The election is over. It’s time for leadership and decisive action. Yes, there are winners and losers and promises to be kept. Six billion dollars was spent on elections in total and the money given to support candidates is not charity but an effort to purchase some modicum of influence. No problem with that for that has been the game since the birth of the republic and long before that in other political entities. If the “fiscal cliff” and its potential impact is as serious as some opine then leadership is needed to set the course of real action. President Obama, if you believe that the fiscal crisis is the most urgent problem, you will choose Erskine Bowles as your Secretary of Treasury because he has the ability to reach across party lines and get to rational levels of compromise. Mr. Bowles has the respect of party leaders and, most importantly, his plainspokenness is needed to get the American people to understand the rudiments of the looming financial debacle.
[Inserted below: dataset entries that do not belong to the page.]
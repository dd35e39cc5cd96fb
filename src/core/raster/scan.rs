// SPDX-License-Identifier: Apache-2.0
// Copyright 2025 itsakeyfut
//
// Licensed under the Apache License, Version 2.0 (the "License");
// you may not use this file except in compliance with the License.
// You may obtain a copy of the License at
//
//     http://www.apache.org/licenses/LICENSE-2.0
//
// Unless required by applicable law or agreed to in writing, software
// distributed under the License is distributed on an "AS IS" BASIS,
// WITHOUT WARRANTIES OR CONDITIONS OF ANY KIND, either express or implied.
// See the License for the specific language governing permissions and
// limitations under the License.

//! Triangle scan-converter
//!
//! Converts one triangle with 0 to 6 interpolated parameters into a list of
//! horizontal spans, one per covered scanline.
//!
//! # Algorithm
//!
//! Edge walking, split at the middle vertex:
//!
//! 1. Sort vertices by Y coordinate (v1.y <= v2.y <= v3.y)
//! 2. Reject triangles entirely outside the clip rectangle
//! 3. Compute the longest scanline (width at v2.y) to find orientation
//! 4. Compute one per-pixel delta per parameter for the whole triangle
//! 5. Walk the top half (v1..v2) then the bottom half (v2..v3)
//! 6. Clip each scanline to the clip rectangle
//!
//! # Fill convention
//!
//! Pixel centres sit at `(x + 0.5, y + 0.5)`. A pixel belongs to the triangle
//! when its centre lies on or right of the left edge and strictly left of the
//! right edge. Rows `v1.y ..= v3.y - 1` are walked. Two triangles sharing an
//! edge therefore never both cover a pixel on that edge.
//!
//! # Fixed point
//!
//! Edge X is 16.16 with the half-pixel bias folded into the start value.
//! Parameters are interpolated as 32.16: a vertex parameter `p` starts as
//! `p << 16`.

use crate::core::error::{RenderError, Result};
use crate::core::fixed::{CEIL_BIAS, FRAC_BITS, HALF};
use serde::{Deserialize, Serialize};

/// Span slots available per triangle
pub const MAX_SCANLINES: usize = 512;

/// Largest supported parameter count
pub const MAX_PARAMS: usize = 6;

/// Screen-space clip rectangle (all bounds inclusive)
#[derive(Debug, Clone, Copy, PartialEq, Eq, Serialize, Deserialize)]
pub struct ClipRect {
    pub min_x: i32,
    pub min_y: i32,
    pub max_x: i32,
    pub max_y: i32,
}

impl ClipRect {
    /// Create a clip rectangle from inclusive bounds
    pub const fn new(min_x: i32, min_y: i32, max_x: i32, max_y: i32) -> Self {
        Self {
            min_x,
            min_y,
            max_x,
            max_y,
        }
    }

    /// Clip rectangle covering a whole `width` x `height` raster
    pub const fn full(width: usize, height: usize) -> Self {
        Self::new(0, 0, width as i32 - 1, height as i32 - 1)
    }

    /// True when no pixel can pass this rectangle
    pub fn is_empty(&self) -> bool {
        self.min_x > self.max_x || self.min_y > self.max_y
    }

    /// Intersection of two rectangles
    pub fn intersect(&self, other: &ClipRect) -> ClipRect {
        ClipRect::new(
            self.min_x.max(other.min_x),
            self.min_y.max(other.min_y),
            self.max_x.min(other.max_x),
            self.max_y.min(other.max_y),
        )
    }

    /// Whether pixel `(x, y)` is inside
    pub fn contains(&self, x: i32, y: i32) -> bool {
        x >= self.min_x && x <= self.max_x && y >= self.min_y && y <= self.max_y
    }
}

/// Screen-space triangle vertex with `N` fixed-point parameters
#[derive(Debug, Clone, Copy, PartialEq, Eq)]
pub struct PolyVertex<const N: usize> {
    pub x: i16,
    pub y: i16,
    pub p: [i32; N],
}

impl<const N: usize> PolyVertex<N> {
    pub const fn new(x: i16, y: i16, p: [i32; N]) -> Self {
        Self { x, y, p }
    }
}

/// One horizontal run of pixels
///
/// `p` holds each parameter (32.16) at the centre of pixel `start_x`. A span
/// with `start_x > end_x` covers no pixels.
#[derive(Debug, Clone, Copy, PartialEq, Eq)]
pub struct ScanlineSpan<const N: usize> {
    pub start_x: i32,
    pub end_x: i32,
    pub p: [i64; N],
}

impl<const N: usize> ScanlineSpan<N> {
    /// Number of pixels covered
    #[inline]
    pub fn len(&self) -> usize {
        (self.end_x - self.start_x + 1).max(0) as usize
    }

    #[inline]
    pub fn is_empty(&self) -> bool {
        self.end_x < self.start_x
    }
}

/// Result of setting up one triangle
///
/// Spans cover rows `start_y ..= end_y`, one span per row.
#[derive(Debug, Clone)]
pub struct TriangleSetup<const N: usize> {
    pub start_y: i32,
    pub end_y: i32,
    /// Per-pixel parameter deltas (32.16 per pixel), shared by every span
    pub dpdx: [i64; N],
    spans: Vec<ScanlineSpan<N>>,
}

impl<const N: usize> TriangleSetup<N> {
    fn new() -> Self {
        Self {
            start_y: 0,
            end_y: -1,
            dpdx: [0; N],
            spans: Vec::with_capacity(MAX_SCANLINES),
        }
    }

    /// All spans, top to bottom
    pub fn spans(&self) -> &[ScanlineSpan<N>] {
        &self.spans
    }

    /// Span for row `y`, if the triangle covers that row
    pub fn span(&self, y: i32) -> Option<&ScanlineSpan<N>> {
        if y < self.start_y {
            return None;
        }
        self.spans.get((y - self.start_y) as usize)
    }

    /// Iterate `(y, span)` pairs
    pub fn rows(&self) -> impl Iterator<Item = (i32, &ScanlineSpan<N>)> + '_ {
        self.spans
            .iter()
            .enumerate()
            .map(move |(i, span)| (self.start_y + i as i32, span))
    }

    /// Total number of pixels covered by all spans
    pub fn pixel_count(&self) -> usize {
        self.spans.iter().map(ScanlineSpan::len).sum()
    }

    /// Parameter `index` (32.16) at the centre of pixel `(x, y)`
    ///
    /// Returns `None` outside the covered pixels.
    pub fn param_at(&self, y: i32, x: i32, index: usize) -> Option<i64> {
        let span = self.span(y)?;
        if index >= N || x < span.start_x || x > span.end_x {
            return None;
        }
        Some(span.p[index] + (x - span.start_x) as i64 * self.dpdx[index])
    }
}

/// Edge walker state: X plus the parameters along the edge, both sampled at
/// the current row's pixel-centre height
#[derive(Debug, Clone, Copy)]
struct Edge<const N: usize> {
    x: i64,
    dx: i64,
    p: [i64; N],
    dp: [i64; N],
}

impl<const N: usize> Edge<N> {
    fn new(a: &PolyVertex<N>, b: &PolyVertex<N>) -> Self {
        let dy = (b.y as i64 - a.y as i64).max(1);
        let dx = ((b.x as i64 - a.x as i64) << FRAC_BITS) / dy;

        let mut p = [0i64; N];
        let mut dp = [0i64; N];
        for i in 0..N {
            dp[i] = ((b.p[i] as i64 - a.p[i] as i64) << FRAC_BITS) / dy;
            p[i] = ((a.p[i] as i64) << FRAC_BITS) + dp[i] / 2;
        }

        Self {
            x: ((a.x as i64) << FRAC_BITS) + dx / 2,
            dx,
            p,
            dp,
        }
    }

    #[inline(always)]
    fn step(&mut self) {
        self.x += self.dx;
        for i in 0..N {
            self.p[i] += self.dp[i];
        }
    }
}

/// Triangle scan-converter for `N` parameters
///
/// Owns a single reusable setup buffer; each call to [`setup`](Self::setup)
/// overwrites the previous result.
///
/// # Examples
///
/// ```
/// use arcpoly::core::raster::{ClipRect, PolyVertex, ScanConverter};
///
/// let mut scan = ScanConverter::<1>::new();
/// let clip = ClipRect::full(320, 240);
/// let setup = scan
///     .setup(
///         PolyVertex::new(0, 0, [0]),
///         PolyVertex::new(8, 0, [8]),
///         PolyVertex::new(0, 8, [0]),
///         &clip,
///     )
///     .unwrap()
///     .expect("visible triangle");
/// assert_eq!(setup.pixel_count(), 28);
/// ```
pub struct ScanConverter<const N: usize> {
    setup: Box<TriangleSetup<N>>,
}

impl<const N: usize> ScanConverter<N> {
    const PARAM_COUNT_OK: () = assert!(N <= MAX_PARAMS, "at most 6 parameters per triangle");

    pub fn new() -> Self {
        #[allow(clippy::let_unit_value)]
        let () = Self::PARAM_COUNT_OK;
        Self {
            setup: Box::new(TriangleSetup::new()),
        }
    }

    /// Set up one triangle against `clip`
    ///
    /// # Returns
    ///
    /// - `Ok(Some(setup))` with at least one row
    /// - `Ok(None)` for degenerate or fully clipped triangles
    /// - `Err(ScanlineOverflow)` when the visible rows exceed [`MAX_SCANLINES`]
    pub fn setup(
        &mut self,
        v1: PolyVertex<N>,
        v2: PolyVertex<N>,
        v3: PolyVertex<N>,
        clip: &ClipRect,
    ) -> Result<Option<&TriangleSetup<N>>> {
        if clip.is_empty() {
            return Ok(None);
        }

        let mut verts = [v1, v2, v3];
        verts.sort_by_key(|v| v.y);
        let [v1, v2, v3] = verts;

        let (x1, y1) = (v1.x as i64, v1.y as i64);
        let (x2, y2) = (v2.x as i64, v2.y as i64);
        let (x3, y3) = (v3.x as i64, v3.y as i64);

        // Trivial rejection
        if y3 <= clip.min_y as i64 || y1 > clip.max_y as i64 || y1 == y3 {
            return Ok(None);
        }
        let min_vx = x1.min(x2).min(x3);
        let max_vx = x1.max(x2).max(x3);
        if max_vx <= clip.min_x as i64 || min_vx > clip.max_x as i64 {
            return Ok(None);
        }

        // Width of the triangle at v2.y, measured from v2 to the long edge.
        // Positive: v2 is left of the v1-v3 edge.
        let longest = (((x3 - x1) * (y2 - y1)) << FRAC_BITS) / (y3 - y1) + ((x1 - x2) << FRAC_BITS);
        if longest == 0 {
            return Ok(None);
        }

        let first_row = y1.max(clip.min_y as i64);
        let last_row = (y3 - 1).min(clip.max_y as i64);
        let rows = (last_row - first_row + 1) as usize;
        if rows > MAX_SCANLINES {
            return Err(RenderError::ScanlineOverflow {
                rows,
                max: MAX_SCANLINES,
            });
        }

        // Twice the signed area; same sign as `longest`
        let area2 = (x3 - x1) * (y2 - y1) + (x1 - x2) * (y3 - y1);
        let mut dpdx = [0i64; N];
        for (i, delta) in dpdx.iter_mut().enumerate() {
            let (p1, p2, p3) = (v1.p[i] as i128, v2.p[i] as i128, v3.p[i] as i128);
            let numer = (p3 - p1) * (y2 - y1) as i128 + (p1 - p2) * (y3 - y1) as i128;
            *delta = ((numer << FRAC_BITS) / area2 as i128) as i64;
        }

        let setup = &mut *self.setup;
        setup.spans.clear();
        setup.start_y = first_row as i32;
        setup.end_y = last_row as i32;
        setup.dpdx = dpdx;

        let v2_left = longest > 0;
        let mut long = Edge::new(&v1, &v3);
        let mut short = Edge::new(&v1, &v2);

        for y in y1..=last_row {
            if y == y2 {
                short = Edge::new(&v2, &v3);
            }

            if y >= first_row {
                let (left, right) = if v2_left {
                    (&short, &long)
                } else {
                    (&long, &short)
                };
                setup.spans.push(Self::span(left, right, &dpdx, clip));
            }

            long.step();
            short.step();
        }

        Ok(Some(&*self.setup))
    }

    /// Extract the span for the current row and clip it horizontally
    #[inline(always)]
    fn span(left: &Edge<N>, right: &Edge<N>, dpdx: &[i64; N], clip: &ClipRect) -> ScanlineSpan<N> {
        let mut start_x = ((left.x - HALF + CEIL_BIAS) >> FRAC_BITS) as i32;
        let end_x = (((right.x - HALF + CEIL_BIAS) >> FRAC_BITS) - 1) as i32;

        // Offset from the left edge to the first pixel centre (16.16, < 1 pixel)
        let offset = (((start_x as i64) << FRAC_BITS) + HALF - left.x) as i128;
        let mut p = [0i64; N];
        for i in 0..N {
            p[i] = left.p[i] + ((offset * dpdx[i] as i128) >> FRAC_BITS) as i64;
        }

        if start_x < clip.min_x {
            let skip = (clip.min_x - start_x) as i128;
            for i in 0..N {
                p[i] = (p[i] as i128 + skip * dpdx[i] as i128) as i64;
            }
            start_x = clip.min_x;
        }

        ScanlineSpan {
            start_x,
            end_x: end_x.min(clip.max_x),
            p,
        }
    }
}

impl<const N: usize> Default for ScanConverter<N> {
    fn default() -> Self {
        Self::new()
    }
}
The key policy maker who raised the issue of the fiscal cliff back in April 2012 has been missing in action from the discussion. It is widely understood that the FED is not supposed to involve itself with fiscal policy, but that proposition was violated when the FED chairman voiced great concern about the failure of Congress to halt the potential drag on the economy. The FED has continually supplied the liquidity as the “only game in town” but it seems obvious that the great enabler of Congressional “benign neglect” should offer some guidance while not overstepping its mandate. More members of the G-20 were out over the weekend warning about the potential disastrous effects of a fiscal calamity in the U.S. on a very fragile global economy. What will it be Ben? I say yes, you say no. Bonds say buy and stocks say sell. Congress says goodbye. Will the FED say hello?